Kontribusi ekspor terbesar lainnya dari besi dan baja tumbuh 9,1 persen yoy menjadi USD 1,7 miliar atau sekitar Rp 24,19 triliun.

“Sekarang kita realize bahwa penopang ekonomi revenuenya adalah komoditas. Ini penting yang harus kita dorong walaupun di sisi lain kita harus memikirkan sustainability ke depan,” sambung Arsjad.


Dampak Kenaikan Harga Komoditas terhadap Investasi dan Inflasi

Aktivitas pekerja saat mengolah batu bara di Pelabuham KCN Marunda, Jakarta, Minggu (27/10/2019). Berdasarkan data ICE Newcastle, ekspor batu bara Indonesia menurun drastis 33,24 persen atau mencapai 5,33 juta ton dibandingkan pekan sebelumnya 7,989 ton. (merdeka.com/Iqbal S Nugroho)

Krisis energi ini juga menjadi salah satu perhatian dalam laporan PT Ashmore Asset Management Indonesia. Laporan itu menyampaikan sulit untuk mengabaikan lonjakan harga energi termasuk bahan bakar fosil dalam beberapa bulan terakhir.

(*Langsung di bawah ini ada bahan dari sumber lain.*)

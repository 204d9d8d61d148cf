//! Retrieval-augmented generation engine for locally hosted Ollama models.
//!
//! `ollama-rag` sits between a chat client and an Ollama server: it embeds
//! and deduplicates ingested documents, retrieves similarity-ranked context
//! for each query, streams model output chunk-by-chunk with cooperative
//! per-session cancellation, and fans generation events out to per-client
//! channels.
//!
//! # Architecture
//!
//! - [`EmbeddingProvider`] / [`GenerativeModel`] — seams over the external
//!   model server; [`OllamaClient`] implements both.
//! - [`DocumentStore`] — document and embedding persistence with linear
//!   cosine-similarity search; [`InMemoryDocumentStore`] is the provided
//!   backend.
//! - [`DedupEngine`] — exact-then-semantic duplicate gating on ingestion.
//! - [`ContextBuilder`] — bounded context assembly and prompt templating.
//! - [`ConversationStore`] — append-only per-session message logs.
//! - [`GenerationEngine`] — streaming orchestration with cancellation via
//!   [`CancellationRegistry`] and delivery via [`EventBus`].
//!
//! # Example
//!
//! ```rust,ignore
//! use std::sync::Arc;
//! use ollama_rag::*;
//!
//! let ollama_config = OllamaConfig::default();
//! let settings = Arc::new(ModelSettings::new(&ollama_config));
//! let client = Arc::new(OllamaClient::new(&ollama_config, settings.clone())?);
//! let store = Arc::new(InMemoryDocumentStore::new());
//! let config = RagConfig::default();
//!
//! let engine = GenerationEngine::builder()
//!     .model(client.clone())
//!     .settings(settings)
//!     .context(ContextBuilder::new(client.clone(), store.clone(), config.clone()))
//!     .history(Arc::new(InMemoryConversationStore::new()))
//!     .build()?;
//!
//! let mut events = engine.events().register("session-1");
//! let outcome = engine.chat("session-1", "What does the handbook say?").await?;
//! ```

pub mod cancel;
pub mod config;
pub mod context;
pub mod dedup;
pub mod document;
pub mod embedding;
pub mod error;
pub mod events;
pub mod generation;
pub mod history;
pub mod inmemory;
pub mod model;
pub mod ollama;
pub mod store;
pub mod vector;

pub use cancel::{CancellationRegistry, CancellationToken};
pub use config::{ModelSettings, OllamaConfig, RagConfig, RagConfigBuilder, DEFAULT_PROMPT_TEMPLATE};
pub use context::ContextBuilder;
pub use dedup::DedupEngine;
pub use document::{ChatMessage, Document, IngestOutcome, Role, SimilarityResult, StoreStats};
pub use embedding::EmbeddingProvider;
pub use error::{RagError, Result};
pub use events::{EventBus, GenerationEvent};
pub use generation::{
    GenerationEngine, GenerationEngineBuilder, GenerationOutcome, CANCELLED_SENTINEL,
};
pub use history::{ConversationStore, InMemoryConversationStore};
pub use inmemory::InMemoryDocumentStore;
pub use model::{
    ChunkStream, GenerateOptions, GenerativeModel, ModelInfo, PromptMessage, StreamChunk,
};
pub use ollama::OllamaClient;
pub use store::DocumentStore;
//! Generative model trait producing incremental chunk streams.

use std::pin::Pin;

use async_trait::async_trait;
use futures::Stream;
use serde::{Deserialize, Serialize};

use crate::document::{ChatMessage, Role};
use crate::error::Result;

/// One discrete unit of streamed model output.
///
/// Chunks arrive in upstream emission order; the final chunk of a stream has
/// `done == true` and carries no further content.
#[derive(Debug, Clone, PartialEq)]
pub struct StreamChunk {
    /// Incremental content delta, possibly empty.
    pub content: String,
    /// Set on the terminal chunk.
    pub done: bool,
}

/// A pinned, boxed stream of model output chunks.
pub type ChunkStream = Pin<Box<dyn Stream<Item = Result<StreamChunk>> + Send>>;

/// A chat turn as sent to the model endpoint.
#[derive(Debug, Clone, Serialize, Deserialize, PartialEq)]
pub struct PromptMessage {
    /// The speaker role (`user`, `assistant`, or `system`).
    pub role: Role,
    /// The message text.
    pub content: String,
}

impl PromptMessage {
    /// Create a prompt message.
    pub fn new(role: Role, content: impl Into<String>) -> Self {
        Self { role, content: content.into() }
    }
}

impl From<&ChatMessage> for PromptMessage {
    fn from(message: &ChatMessage) -> Self {
        Self { role: message.role, content: message.content.clone() }
    }
}

/// Sampling options for prompt-style generation.
#[derive(Debug, Clone, Copy, Serialize, Deserialize, PartialEq)]
pub struct GenerateOptions {
    /// Sampling temperature.
    pub temperature: f32,
    /// Nucleus sampling cutoff.
    pub top_p: f32,
}

impl Default for GenerateOptions {
    fn default() -> Self {
        Self { temperature: 0.1, top_p: 0.9 }
    }
}

/// An available model as reported by the backend.
#[derive(Debug, Clone, Serialize, Deserialize, PartialEq)]
pub struct ModelInfo {
    /// Model name, e.g. `llama3.2:latest`.
    pub name: String,
    /// On-disk size in bytes.
    pub size: u64,
    /// Last-modified timestamp as reported by the backend.
    pub modified: String,
}

/// A model backend that streams generated output chunk-by-chunk.
///
/// Both entry points return a [`ChunkStream`]; the engine layer drives the
/// stream, polls cancellation at each chunk boundary, and accumulates the
/// full response.
#[async_trait]
pub trait GenerativeModel: Send + Sync {
    /// Start a chat-style generation over an ordered message history.
    async fn chat_stream(&self, model: &str, messages: &[PromptMessage]) -> Result<ChunkStream>;

    /// Start a single-prompt generation.
    async fn generate_stream(
        &self,
        model: &str,
        prompt: &str,
        options: GenerateOptions,
    ) -> Result<ChunkStream>;
}
//! Duplicate-aware document ingestion.

use std::collections::HashMap;
use std::sync::Arc;

use tracing::{debug, error, info};

use crate::config::RagConfig;
use crate::document::IngestOutcome;
use crate::embedding::EmbeddingProvider;
use crate::error::Result;
use crate::store::DocumentStore;
use crate::vector;

/// Decides whether incoming content should be ingested.
///
/// Each ingestion runs a two-stage duplicate check: a byte-for-byte content
/// lookup first (so true duplicates never cost an embedding call), then a
/// semantic check against the highest stored similarity. Only content that
/// passes both is stored, with its embedding attached in the same call.
///
/// The check-then-insert sequence is not atomic across the embedding call:
/// two concurrent ingestions of near-duplicate content can both commit. This
/// matches the source system's behavior and is accepted here.
pub struct DedupEngine {
    provider: Arc<dyn EmbeddingProvider>,
    store: Arc<dyn DocumentStore>,
    config: RagConfig,
}

impl DedupEngine {
    /// Create an engine over an embedding provider and a document store.
    pub fn new(
        provider: Arc<dyn EmbeddingProvider>,
        store: Arc<dyn DocumentStore>,
        config: RagConfig,
    ) -> Self {
        Self { provider, store, config }
    }

    /// Ingest `content`, skipping exact and semantic duplicates.
    ///
    /// # Errors
    ///
    /// Provider or store failures abort the ingestion and surface to the
    /// caller. A failed embedding attach rolls the document write back, so
    /// the same content can be retried; nothing is ever visible to
    /// similarity search without its embedding.
    pub async fn ingest(
        &self,
        content: &str,
        metadata: HashMap<String, String>,
    ) -> Result<IngestOutcome> {
        if self.store.exists_exact(content).await? {
            debug!("skipping exact duplicate");
            return Ok(IngestOutcome::SkippedExactDuplicate);
        }

        let embedding = self.provider.embed(content).await?;

        let similarity_percent = self.store.max_similarity_percent(&embedding).await?;
        if similarity_percent >= self.config.semantic_duplicate_percent {
            debug!(similarity_percent = %similarity_percent, "skipping semantic duplicate");
            return Ok(IngestOutcome::SkippedSemanticDuplicate { similarity_percent });
        }

        let norm = vector::norm(&embedding);
        let document = self.store.insert(content, metadata).await?;
        if let Err(e) = self.store.attach_embedding(&document.id, embedding, norm).await {
            // Roll the document back so the content stays re-ingestable; an
            // orphaned row would answer every retry as an exact duplicate.
            if let Err(rollback) = self.store.delete(&document.id).await {
                error!(document.id = %document.id, error = %rollback, "rollback delete failed");
            }
            return Err(e);
        }

        info!(document.id = %document.id, similarity_percent = %similarity_percent, "ingested document");
        Ok(IngestOutcome::Ingested(document))
    }
}
//! Retrieval context assembly and prompt templating.

use std::fmt::Write as _;
use std::sync::Arc;

use tracing::{debug, info};

use crate::config::RagConfig;
use crate::embedding::EmbeddingProvider;
use crate::error::Result;
use crate::store::DocumentStore;

/// Assembles a bounded, prompt-ready context block from retrieved documents.
pub struct ContextBuilder {
    provider: Arc<dyn EmbeddingProvider>,
    store: Arc<dyn DocumentStore>,
    config: RagConfig,
}

impl ContextBuilder {
    /// Create a builder over an embedding provider and a document store.
    pub fn new(
        provider: Arc<dyn EmbeddingProvider>,
        store: Arc<dyn DocumentStore>,
        config: RagConfig,
    ) -> Self {
        Self { provider, store, config }
    }

    /// The retrieval configuration in effect.
    pub fn config(&self) -> &RagConfig {
        &self.config
    }

    /// Retrieve context for `query`.
    ///
    /// Embeds the query, searches the store with the configured `top_k` and
    /// similarity threshold, and concatenates the retrieved documents in
    /// descending-similarity order as labeled blocks. Returns `None` when
    /// nothing relevant is stored; an empty result is a normal outcome, not
    /// an error.
    pub async fn build_context(&self, query: &str) -> Result<Option<String>> {
        let embedding = self.provider.embed(query).await?;
        let results = self
            .store
            .find_similar(&embedding, self.config.top_k, self.config.similarity_threshold)
            .await?;

        if results.is_empty() {
            debug!("no context found for query");
            return Ok(None);
        }

        let mut context = String::from("Context from the knowledge base:\n\n");
        for result in &results {
            let _ = writeln!(
                context,
                "Document {} (similarity: {:.3})",
                result.document.id, result.score
            );
            let _ = writeln!(context, "{}", result.document.content);
            if !result.document.metadata.is_empty() {
                let mut pairs: Vec<String> = result
                    .document
                    .metadata
                    .iter()
                    .map(|(k, v)| format!("{k}={v}"))
                    .collect();
                pairs.sort();
                let _ = writeln!(context, "Metadata: {}", pairs.join(", "));
            }
            context.push_str("---\n\n");
        }

        info!(result_count = results.len(), "built retrieval context");
        Ok(Some(context))
    }

    /// Substitute `context` and `query` into the configured prompt template.
    ///
    /// If the template contains neither `{context}` nor `{query}`, both are
    /// appended as a suffix so the retrieved context is never discarded.
    pub fn render_prompt(&self, context: &str, query: &str) -> String {
        let template = &self.config.prompt_template;
        if template.contains("{context}") || template.contains("{query}") {
            template.replace("{context}", context).replace("{query}", query)
        } else {
            format!("{template}\n\nContext:\n{context}\n\nQuestion: {query}")
        }
    }

    /// The un-augmented prompt used when
    /// [`build_context`](ContextBuilder::build_context) finds nothing.
    pub fn fallback_prompt(&self, query: &str) -> String {
        format!("Question: {query}\n\nAnswer (no stored context was found):")
    }
}

#[cfg(test)]
mod tests {
    use super::*;
    use crate::config::RagConfig;
    use crate::inmemory::InMemoryDocumentStore;
    use async_trait::async_trait;

    /// Embeds every text to a fixed vector; enough for template tests.
    struct FixedEmbedder(Vec<f32>);

    #[async_trait]
    impl EmbeddingProvider for FixedEmbedder {
        async fn embed(&self, _text: &str) -> Result<Vec<f32>> {
            Ok(self.0.clone())
        }

        fn dimensions(&self) -> usize {
            self.0.len()
        }
    }

    fn builder_with_template(template: &str) -> ContextBuilder {
        let config = RagConfig::builder().prompt_template(template).build().unwrap();
        ContextBuilder::new(
            Arc::new(FixedEmbedder(vec![1.0, 0.0])),
            Arc::new(InMemoryDocumentStore::new()),
            config,
        )
    }

    #[test]
    fn render_substitutes_both_placeholders() {
        let builder = builder_with_template("C: {context} Q: {query}");
        assert_eq!(builder.render_prompt("ctx", "why?"), "C: ctx Q: why?");
    }

    #[test]
    fn render_appends_when_template_has_no_placeholders() {
        let builder = builder_with_template("You are a helpful assistant.");
        let prompt = builder.render_prompt("ctx", "why?");
        assert!(prompt.starts_with("You are a helpful assistant."));
        assert!(prompt.contains("Context:\nctx"));
        assert!(prompt.contains("Question: why?"));
    }

    #[tokio::test]
    async fn empty_store_yields_no_context() {
        let builder = builder_with_template("{context} {query}");
        assert!(builder.build_context("anything").await.unwrap().is_none());
    }
}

Dalam filosofi investasi didasarkan pada manajemen aktif yang memungkinkan untuk overweight dalam sektor dengan valuasi yang menarik.

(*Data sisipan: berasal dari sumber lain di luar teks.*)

//! Vector math over embeddings: Euclidean norm and cosine similarity.

use crate::error::{RagError, Result};

/// Compute the Euclidean norm `sqrt(Σ vᵢ²)` of a vector.
pub fn norm(v: &[f32]) -> f32 {
    v.iter().map(|x| x * x).sum::<f32>().sqrt()
}

/// Compute cosine similarity `(a·b) / (‖a‖·‖b‖)` between two vectors.
///
/// Returns `0.0` when either vector has zero magnitude.
///
/// # Errors
///
/// Returns [`RagError::DimensionMismatch`] when the vectors have different
/// lengths; mismatched input is never silently truncated.
pub fn cosine_similarity(a: &[f32], b: &[f32]) -> Result<f32> {
    if a.len() != b.len() {
        return Err(RagError::DimensionMismatch { expected: a.len(), actual: b.len() });
    }
    let dot: f32 = a.iter().zip(b.iter()).map(|(x, y)| x * y).sum();
    let norm_a = norm(a);
    let norm_b = norm(b);
    if norm_a == 0.0 || norm_b == 0.0 {
        return Ok(0.0);
    }
    Ok(dot / (norm_a * norm_b))
}

/// Express a cosine similarity score as a percentage in `[0, 100]`.
///
/// Negative similarities clamp to `0.0`; only non-negative similarity is
/// meaningful for duplicate detection.
pub fn similarity_percent(score: f32) -> f32 {
    (score * 100.0).clamp(0.0, 100.0)
}
//! Configuration for retrieval, deduplication, and model selection.

use std::sync::RwLock;
use std::time::Duration;

use serde::{Deserialize, Serialize};

use crate::error::{RagError, Result};

/// The prompt template applied when retrieved context is substituted into a
/// query. `{context}` and `{query}` are replaced before the prompt is sent.
pub const DEFAULT_PROMPT_TEMPLATE: &str = "\
Use the following context to answer the question. Answer from the provided \
context first; if the context does not contain the answer, say so and fall \
back to your own knowledge.

Context:
{context}

Question: {query}

Answer:";

/// Configuration parameters for retrieval and ingestion.
#[derive(Debug, Clone, Serialize, Deserialize, PartialEq)]
pub struct RagConfig {
    /// Number of top results to return from similarity search.
    pub top_k: usize,
    /// Minimum similarity score for retrieved results (results below this
    /// are filtered out).
    pub similarity_threshold: f32,
    /// Highest-similarity percentage at or above which an ingested document
    /// is treated as a semantic duplicate and skipped.
    pub semantic_duplicate_percent: f32,
    /// Prompt template with `{context}` and `{query}` placeholders.
    pub prompt_template: String,
    /// Maximum number of prior messages included when a chat prompt is
    /// assembled from session history.
    pub history_window: usize,
}

impl Default for RagConfig {
    fn default() -> Self {
        Self {
            top_k: 3,
            similarity_threshold: 0.6,
            semantic_duplicate_percent: 99.0,
            prompt_template: DEFAULT_PROMPT_TEMPLATE.to_string(),
            history_window: 10,
        }
    }
}

impl RagConfig {
    /// Create a new builder for constructing a [`RagConfig`].
    pub fn builder() -> RagConfigBuilder {
        RagConfigBuilder::default()
    }
}

/// Builder for constructing a validated [`RagConfig`].
#[derive(Debug, Clone, Default)]
pub struct RagConfigBuilder {
    config: RagConfig,
}

impl RagConfigBuilder {
    /// Set the number of top results to return from similarity search.
    pub fn top_k(mut self, k: usize) -> Self {
        self.config.top_k = k;
        self
    }

    /// Set the minimum similarity threshold for retrieved results.
    pub fn similarity_threshold(mut self, threshold: f32) -> Self {
        self.config.similarity_threshold = threshold;
        self
    }

    /// Set the semantic-duplicate cutoff as a percentage in `[0, 100]`.
    pub fn semantic_duplicate_percent(mut self, percent: f32) -> Self {
        self.config.semantic_duplicate_percent = percent;
        self
    }

    /// Set the prompt template.
    pub fn prompt_template(mut self, template: impl Into<String>) -> Self {
        self.config.prompt_template = template.into();
        self
    }

    /// Set how many prior messages a chat prompt may carry.
    pub fn history_window(mut self, window: usize) -> Self {
        self.config.history_window = window;
        self
    }

    /// Build the [`RagConfig`], validating that parameters are consistent.
    ///
    /// # Errors
    ///
    /// Returns [`RagError::ConfigError`] if:
    /// - `top_k == 0`
    /// - `similarity_threshold` is outside `[-1, 1]`
    /// - `semantic_duplicate_percent` is outside `[0, 100]`
    /// - `history_window == 0`
    pub fn build(self) -> Result<RagConfig> {
        if self.config.top_k == 0 {
            return Err(RagError::ConfigError("top_k must be greater than zero".to_string()));
        }
        if self.config.history_window == 0 {
            return Err(RagError::ConfigError(
                "history_window must be greater than zero".to_string(),
            ));
        }
        if !(-1.0..=1.0).contains(&self.config.similarity_threshold) {
            return Err(RagError::ConfigError(format!(
                "similarity_threshold ({}) must be within [-1, 1]",
                self.config.similarity_threshold
            )));
        }
        if !(0.0..=100.0).contains(&self.config.semantic_duplicate_percent) {
            return Err(RagError::ConfigError(format!(
                "semantic_duplicate_percent ({}) must be within [0, 100]",
                self.config.semantic_duplicate_percent
            )));
        }
        Ok(self.config)
    }
}

/// Connection settings for a local Ollama server.
#[derive(Debug, Clone, Serialize, Deserialize, PartialEq)]
pub struct OllamaConfig {
    /// Base URL of the Ollama server, e.g. `http://localhost:11434`.
    pub host: String,
    /// Initial chat/generation model name.
    pub chat_model: String,
    /// Initial embedding model name.
    pub embedding_model: String,
    /// Connect timeout for requests against the server.
    pub connect_timeout: Duration,
    /// Timeout for the availability probe against `/api/tags`.
    pub probe_timeout: Duration,
}

impl Default for OllamaConfig {
    fn default() -> Self {
        Self {
            host: "http://localhost:11434".to_string(),
            chat_model: "llama3.2".to_string(),
            embedding_model: "all-minilm".to_string(),
            connect_timeout: Duration::from_secs(30),
            probe_timeout: Duration::from_secs(5),
        }
    }
}

/// Runtime-mutable model selection, shared across the process.
///
/// The chat and embedding model names can be changed while the service runs;
/// in-flight requests keep the name they read at start, and changing the
/// embedding model does not re-embed documents already stored.
#[derive(Debug)]
pub struct ModelSettings {
    chat_model: RwLock<String>,
    embedding_model: RwLock<String>,
}

impl ModelSettings {
    /// Create settings seeded from an [`OllamaConfig`].
    pub fn new(config: &OllamaConfig) -> Self {
        Self {
            chat_model: RwLock::new(config.chat_model.clone()),
            embedding_model: RwLock::new(config.embedding_model.clone()),
        }
    }

    /// The currently selected chat/generation model.
    pub fn chat_model(&self) -> String {
        self.chat_model.read().unwrap_or_else(|e| e.into_inner()).clone()
    }

    /// Select a new chat/generation model.
    pub fn set_chat_model(&self, model: impl Into<String>) {
        *self.chat_model.write().unwrap_or_else(|e| e.into_inner()) = model.into();
    }

    /// The currently selected embedding model.
    pub fn embedding_model(&self) -> String {
        self.embedding_model.read().unwrap_or_else(|e| e.into_inner()).clone()
    }

    /// Select a new embedding model. Existing documents keep the embeddings
    /// they were ingested with.
    pub fn set_embedding_model(&self, model: impl Into<String>) {
        *self.embedding_model.write().unwrap_or_else(|e| e.into_inner()) = model.into();
    }
}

“Sebelum kenaikan harga energi, komoditas batu bara, sawit dan minyak dunia terlalu rendah dalam pandangan kami, dan itu menjadi panggilan solid untuk portofolio saham,” tulis Ashmore.

Namun, kondisi tersebut berpotensi menyebabkan lonjakan inflasi dengan asumsi harga listrik akan naik. Risiko ini kemungkinan akan terjadi pada 2022 dan pengaruhi pasar obligasi ketimbang saham.

“Ini berarti kami merekomendasikan untuk seimbangkan kembali ke aset saham,” tulis perseroan.